## PROBLEM TO WORK ON
Search the data below, and report every line in which "field" occurs.

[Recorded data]
--*--

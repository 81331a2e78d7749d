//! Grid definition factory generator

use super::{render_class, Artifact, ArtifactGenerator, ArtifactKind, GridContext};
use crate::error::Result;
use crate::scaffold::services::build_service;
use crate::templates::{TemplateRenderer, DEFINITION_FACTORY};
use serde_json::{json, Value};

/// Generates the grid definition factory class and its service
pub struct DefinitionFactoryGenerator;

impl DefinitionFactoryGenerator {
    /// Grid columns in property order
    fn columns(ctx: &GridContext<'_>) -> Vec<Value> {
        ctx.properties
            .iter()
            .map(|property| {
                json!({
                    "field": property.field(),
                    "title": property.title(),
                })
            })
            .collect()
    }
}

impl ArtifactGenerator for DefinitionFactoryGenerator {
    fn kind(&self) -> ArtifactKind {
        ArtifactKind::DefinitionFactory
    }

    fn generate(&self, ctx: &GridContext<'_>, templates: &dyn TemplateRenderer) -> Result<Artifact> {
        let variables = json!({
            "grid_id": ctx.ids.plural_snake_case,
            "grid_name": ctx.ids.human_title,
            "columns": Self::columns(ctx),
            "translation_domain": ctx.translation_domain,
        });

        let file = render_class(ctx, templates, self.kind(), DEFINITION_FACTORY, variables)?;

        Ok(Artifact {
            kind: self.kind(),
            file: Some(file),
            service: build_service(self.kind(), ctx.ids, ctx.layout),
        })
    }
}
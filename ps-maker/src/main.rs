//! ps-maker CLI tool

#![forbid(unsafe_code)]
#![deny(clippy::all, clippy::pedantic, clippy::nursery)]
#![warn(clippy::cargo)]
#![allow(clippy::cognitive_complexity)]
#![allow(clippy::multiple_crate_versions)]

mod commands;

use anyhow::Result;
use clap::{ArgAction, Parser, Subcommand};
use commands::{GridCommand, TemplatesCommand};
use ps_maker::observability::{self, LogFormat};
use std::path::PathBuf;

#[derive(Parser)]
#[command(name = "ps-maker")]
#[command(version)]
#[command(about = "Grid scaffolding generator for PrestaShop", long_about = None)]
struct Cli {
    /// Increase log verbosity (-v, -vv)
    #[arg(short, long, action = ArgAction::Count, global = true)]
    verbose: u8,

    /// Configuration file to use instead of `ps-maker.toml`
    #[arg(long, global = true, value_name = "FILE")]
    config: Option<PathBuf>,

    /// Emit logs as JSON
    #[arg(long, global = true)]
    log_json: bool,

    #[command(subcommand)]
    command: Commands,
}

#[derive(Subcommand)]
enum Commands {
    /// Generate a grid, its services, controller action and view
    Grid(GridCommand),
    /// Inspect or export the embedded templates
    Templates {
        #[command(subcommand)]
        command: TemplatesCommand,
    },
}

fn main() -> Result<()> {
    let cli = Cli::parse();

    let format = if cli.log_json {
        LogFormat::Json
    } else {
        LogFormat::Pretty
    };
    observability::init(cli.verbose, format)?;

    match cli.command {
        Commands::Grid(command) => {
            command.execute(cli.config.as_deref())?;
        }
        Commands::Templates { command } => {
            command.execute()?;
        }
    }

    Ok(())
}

--*--

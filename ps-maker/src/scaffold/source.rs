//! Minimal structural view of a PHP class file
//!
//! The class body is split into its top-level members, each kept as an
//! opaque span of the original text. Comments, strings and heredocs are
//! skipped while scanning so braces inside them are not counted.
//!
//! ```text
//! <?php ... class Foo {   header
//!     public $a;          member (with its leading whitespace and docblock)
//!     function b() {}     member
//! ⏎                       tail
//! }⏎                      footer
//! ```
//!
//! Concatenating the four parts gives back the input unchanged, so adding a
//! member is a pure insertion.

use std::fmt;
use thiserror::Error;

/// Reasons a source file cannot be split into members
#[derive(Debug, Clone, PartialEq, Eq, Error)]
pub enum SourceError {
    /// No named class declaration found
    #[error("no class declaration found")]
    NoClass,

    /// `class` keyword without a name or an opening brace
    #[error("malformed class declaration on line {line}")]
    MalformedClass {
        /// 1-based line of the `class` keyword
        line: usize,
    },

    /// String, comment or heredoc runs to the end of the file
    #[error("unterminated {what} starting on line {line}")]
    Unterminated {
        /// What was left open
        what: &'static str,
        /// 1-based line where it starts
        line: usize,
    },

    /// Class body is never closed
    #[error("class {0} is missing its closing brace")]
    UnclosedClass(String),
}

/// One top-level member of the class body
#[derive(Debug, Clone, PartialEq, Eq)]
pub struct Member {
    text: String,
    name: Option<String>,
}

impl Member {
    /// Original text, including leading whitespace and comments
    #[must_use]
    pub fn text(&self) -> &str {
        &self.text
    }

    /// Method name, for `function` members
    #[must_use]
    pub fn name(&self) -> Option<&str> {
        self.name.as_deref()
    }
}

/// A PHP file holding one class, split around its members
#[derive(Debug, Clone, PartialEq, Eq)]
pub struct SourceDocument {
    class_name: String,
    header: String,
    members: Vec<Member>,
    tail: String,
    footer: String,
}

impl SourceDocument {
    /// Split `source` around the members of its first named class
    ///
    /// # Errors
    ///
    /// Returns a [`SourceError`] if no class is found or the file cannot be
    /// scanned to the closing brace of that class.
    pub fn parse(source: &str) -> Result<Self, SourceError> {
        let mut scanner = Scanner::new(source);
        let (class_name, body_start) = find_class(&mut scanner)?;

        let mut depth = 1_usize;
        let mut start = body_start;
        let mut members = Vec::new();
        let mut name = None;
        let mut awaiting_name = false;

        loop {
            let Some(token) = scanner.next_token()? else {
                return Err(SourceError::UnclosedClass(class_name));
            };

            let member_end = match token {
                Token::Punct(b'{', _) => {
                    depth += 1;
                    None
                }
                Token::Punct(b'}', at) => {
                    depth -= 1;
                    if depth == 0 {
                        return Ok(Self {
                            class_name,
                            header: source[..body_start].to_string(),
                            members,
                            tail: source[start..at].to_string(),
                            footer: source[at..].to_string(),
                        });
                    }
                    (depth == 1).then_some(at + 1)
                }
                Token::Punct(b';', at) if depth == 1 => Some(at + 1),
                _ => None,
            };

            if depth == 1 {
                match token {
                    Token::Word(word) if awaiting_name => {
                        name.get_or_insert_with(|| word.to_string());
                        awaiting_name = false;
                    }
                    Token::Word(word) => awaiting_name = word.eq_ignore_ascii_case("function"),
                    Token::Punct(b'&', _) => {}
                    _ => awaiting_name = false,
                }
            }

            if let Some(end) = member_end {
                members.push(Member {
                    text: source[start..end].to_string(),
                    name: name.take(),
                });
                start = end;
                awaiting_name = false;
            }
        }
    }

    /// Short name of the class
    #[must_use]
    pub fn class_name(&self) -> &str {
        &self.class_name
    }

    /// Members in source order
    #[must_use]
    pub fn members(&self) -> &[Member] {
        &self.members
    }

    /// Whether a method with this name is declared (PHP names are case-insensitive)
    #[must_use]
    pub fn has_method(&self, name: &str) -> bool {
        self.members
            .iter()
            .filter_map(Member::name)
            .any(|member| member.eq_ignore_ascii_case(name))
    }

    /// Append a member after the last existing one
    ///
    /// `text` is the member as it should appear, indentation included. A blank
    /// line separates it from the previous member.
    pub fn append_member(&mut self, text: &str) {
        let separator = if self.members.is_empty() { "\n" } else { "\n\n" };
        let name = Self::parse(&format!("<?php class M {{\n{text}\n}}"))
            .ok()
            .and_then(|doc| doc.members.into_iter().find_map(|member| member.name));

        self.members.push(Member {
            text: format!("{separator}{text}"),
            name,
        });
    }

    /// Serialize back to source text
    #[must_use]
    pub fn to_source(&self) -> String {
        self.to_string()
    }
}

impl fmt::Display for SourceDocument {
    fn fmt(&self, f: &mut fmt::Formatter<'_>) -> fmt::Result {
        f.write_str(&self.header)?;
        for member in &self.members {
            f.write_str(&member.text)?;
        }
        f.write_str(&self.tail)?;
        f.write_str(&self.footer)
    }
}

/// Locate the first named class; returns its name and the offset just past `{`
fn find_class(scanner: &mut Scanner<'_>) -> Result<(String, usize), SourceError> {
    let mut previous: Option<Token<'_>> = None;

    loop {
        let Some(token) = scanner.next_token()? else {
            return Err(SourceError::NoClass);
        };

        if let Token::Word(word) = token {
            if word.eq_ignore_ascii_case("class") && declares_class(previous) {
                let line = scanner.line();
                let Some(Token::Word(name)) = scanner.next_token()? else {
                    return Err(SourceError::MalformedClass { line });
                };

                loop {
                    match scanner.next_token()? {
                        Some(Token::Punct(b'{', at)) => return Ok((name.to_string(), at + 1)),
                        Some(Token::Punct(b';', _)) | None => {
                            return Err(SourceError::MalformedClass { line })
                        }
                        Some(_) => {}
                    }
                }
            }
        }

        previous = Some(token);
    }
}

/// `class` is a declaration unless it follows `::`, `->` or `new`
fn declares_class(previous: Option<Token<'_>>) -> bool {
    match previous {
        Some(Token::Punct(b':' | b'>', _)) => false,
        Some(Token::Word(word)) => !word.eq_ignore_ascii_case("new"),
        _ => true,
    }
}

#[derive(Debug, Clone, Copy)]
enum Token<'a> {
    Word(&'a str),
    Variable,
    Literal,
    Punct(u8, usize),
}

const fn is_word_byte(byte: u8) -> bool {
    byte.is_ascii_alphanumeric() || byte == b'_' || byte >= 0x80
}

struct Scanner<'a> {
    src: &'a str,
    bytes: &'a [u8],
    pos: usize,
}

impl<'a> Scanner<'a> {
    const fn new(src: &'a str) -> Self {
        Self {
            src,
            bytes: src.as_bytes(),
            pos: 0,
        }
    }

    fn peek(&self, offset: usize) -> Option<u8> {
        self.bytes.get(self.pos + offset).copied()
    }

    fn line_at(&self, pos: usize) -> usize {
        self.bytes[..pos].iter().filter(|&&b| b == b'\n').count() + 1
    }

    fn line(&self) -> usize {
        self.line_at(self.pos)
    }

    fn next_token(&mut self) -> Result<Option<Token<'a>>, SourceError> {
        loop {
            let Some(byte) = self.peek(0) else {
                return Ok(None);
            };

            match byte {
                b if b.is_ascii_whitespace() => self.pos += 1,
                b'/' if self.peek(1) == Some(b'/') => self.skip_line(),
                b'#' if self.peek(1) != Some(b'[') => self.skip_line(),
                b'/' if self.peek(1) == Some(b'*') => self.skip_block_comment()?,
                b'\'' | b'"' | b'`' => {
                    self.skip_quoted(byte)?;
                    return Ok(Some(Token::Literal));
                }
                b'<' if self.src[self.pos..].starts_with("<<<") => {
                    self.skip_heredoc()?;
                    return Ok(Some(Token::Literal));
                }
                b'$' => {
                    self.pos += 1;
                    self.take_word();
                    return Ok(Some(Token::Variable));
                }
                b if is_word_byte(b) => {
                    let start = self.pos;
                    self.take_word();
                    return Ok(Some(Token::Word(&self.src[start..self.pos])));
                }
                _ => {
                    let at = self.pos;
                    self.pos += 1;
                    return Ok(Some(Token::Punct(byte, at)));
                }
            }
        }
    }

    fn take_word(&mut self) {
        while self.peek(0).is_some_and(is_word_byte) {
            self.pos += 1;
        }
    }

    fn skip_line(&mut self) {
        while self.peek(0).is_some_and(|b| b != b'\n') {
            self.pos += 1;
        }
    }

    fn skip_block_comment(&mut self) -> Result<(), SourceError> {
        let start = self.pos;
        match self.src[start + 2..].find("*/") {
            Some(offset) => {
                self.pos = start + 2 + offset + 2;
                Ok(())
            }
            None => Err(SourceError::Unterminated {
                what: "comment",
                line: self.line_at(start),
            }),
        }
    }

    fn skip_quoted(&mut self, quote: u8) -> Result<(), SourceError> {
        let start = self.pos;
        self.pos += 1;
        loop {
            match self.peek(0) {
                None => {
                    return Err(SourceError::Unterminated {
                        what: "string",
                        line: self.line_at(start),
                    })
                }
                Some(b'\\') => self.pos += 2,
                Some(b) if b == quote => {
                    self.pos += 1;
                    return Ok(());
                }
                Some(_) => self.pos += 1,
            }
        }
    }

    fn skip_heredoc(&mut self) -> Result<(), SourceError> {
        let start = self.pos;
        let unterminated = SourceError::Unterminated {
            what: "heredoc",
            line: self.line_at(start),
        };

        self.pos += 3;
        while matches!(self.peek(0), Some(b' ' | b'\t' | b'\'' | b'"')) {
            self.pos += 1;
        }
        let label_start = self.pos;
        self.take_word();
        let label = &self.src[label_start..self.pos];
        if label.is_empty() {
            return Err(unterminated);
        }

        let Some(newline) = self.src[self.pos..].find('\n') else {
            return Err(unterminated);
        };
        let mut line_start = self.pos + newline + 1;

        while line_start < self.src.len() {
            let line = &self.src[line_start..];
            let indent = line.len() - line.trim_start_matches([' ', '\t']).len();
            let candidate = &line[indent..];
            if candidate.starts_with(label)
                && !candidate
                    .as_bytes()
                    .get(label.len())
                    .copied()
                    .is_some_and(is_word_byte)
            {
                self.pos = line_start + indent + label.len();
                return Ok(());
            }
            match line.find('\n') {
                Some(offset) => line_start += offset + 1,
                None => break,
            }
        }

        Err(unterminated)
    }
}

--*--

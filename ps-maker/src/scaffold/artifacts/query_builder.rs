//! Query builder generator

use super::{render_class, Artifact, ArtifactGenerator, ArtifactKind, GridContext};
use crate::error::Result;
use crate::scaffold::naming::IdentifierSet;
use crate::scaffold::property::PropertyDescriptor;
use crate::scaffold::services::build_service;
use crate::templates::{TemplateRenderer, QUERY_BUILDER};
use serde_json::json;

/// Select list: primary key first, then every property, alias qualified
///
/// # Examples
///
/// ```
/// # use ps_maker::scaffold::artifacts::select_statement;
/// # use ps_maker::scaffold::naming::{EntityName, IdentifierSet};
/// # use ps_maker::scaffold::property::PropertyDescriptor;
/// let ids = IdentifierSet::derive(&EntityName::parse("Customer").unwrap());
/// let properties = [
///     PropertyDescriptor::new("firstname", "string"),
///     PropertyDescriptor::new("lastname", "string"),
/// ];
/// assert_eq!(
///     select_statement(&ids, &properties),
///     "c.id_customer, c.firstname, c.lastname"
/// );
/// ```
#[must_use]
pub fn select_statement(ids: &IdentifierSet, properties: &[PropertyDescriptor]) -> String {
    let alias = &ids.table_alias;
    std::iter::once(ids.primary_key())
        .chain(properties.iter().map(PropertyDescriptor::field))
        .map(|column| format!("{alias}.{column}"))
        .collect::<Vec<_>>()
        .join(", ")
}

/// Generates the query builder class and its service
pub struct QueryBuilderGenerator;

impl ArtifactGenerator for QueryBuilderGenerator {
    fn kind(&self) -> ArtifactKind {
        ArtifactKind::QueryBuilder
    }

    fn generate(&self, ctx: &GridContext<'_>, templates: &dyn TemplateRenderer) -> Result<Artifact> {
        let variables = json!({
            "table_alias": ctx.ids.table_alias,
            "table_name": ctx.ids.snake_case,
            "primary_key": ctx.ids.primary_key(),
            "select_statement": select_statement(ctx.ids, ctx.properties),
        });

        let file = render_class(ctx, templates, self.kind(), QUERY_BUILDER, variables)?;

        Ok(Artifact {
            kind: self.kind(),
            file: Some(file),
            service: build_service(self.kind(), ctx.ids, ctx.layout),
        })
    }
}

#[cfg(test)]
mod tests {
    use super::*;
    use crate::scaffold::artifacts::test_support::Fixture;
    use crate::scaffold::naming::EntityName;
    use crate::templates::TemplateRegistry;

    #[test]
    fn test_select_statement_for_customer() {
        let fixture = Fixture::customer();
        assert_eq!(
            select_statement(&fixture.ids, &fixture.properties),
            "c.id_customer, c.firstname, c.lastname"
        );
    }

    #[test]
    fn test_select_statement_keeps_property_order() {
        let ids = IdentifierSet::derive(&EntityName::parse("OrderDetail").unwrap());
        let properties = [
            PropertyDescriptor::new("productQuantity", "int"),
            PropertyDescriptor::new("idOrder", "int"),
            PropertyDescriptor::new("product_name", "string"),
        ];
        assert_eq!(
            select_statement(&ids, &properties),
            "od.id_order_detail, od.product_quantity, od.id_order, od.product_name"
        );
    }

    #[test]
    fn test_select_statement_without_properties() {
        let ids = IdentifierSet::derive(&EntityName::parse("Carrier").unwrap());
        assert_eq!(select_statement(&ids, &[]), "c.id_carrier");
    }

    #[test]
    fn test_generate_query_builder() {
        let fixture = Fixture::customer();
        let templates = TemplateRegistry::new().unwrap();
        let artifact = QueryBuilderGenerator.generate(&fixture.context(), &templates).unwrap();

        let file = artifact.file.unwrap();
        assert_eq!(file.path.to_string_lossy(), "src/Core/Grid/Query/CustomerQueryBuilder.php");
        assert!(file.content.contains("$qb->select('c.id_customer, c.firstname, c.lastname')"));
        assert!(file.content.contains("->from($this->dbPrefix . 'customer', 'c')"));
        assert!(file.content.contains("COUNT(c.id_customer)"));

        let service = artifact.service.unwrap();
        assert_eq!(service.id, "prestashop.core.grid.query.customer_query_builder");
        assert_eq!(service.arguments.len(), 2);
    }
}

--*--

## TASK RESULT
                    "field": property.field(),
        .chain(properties.iter().map(PropertyDescriptor::field))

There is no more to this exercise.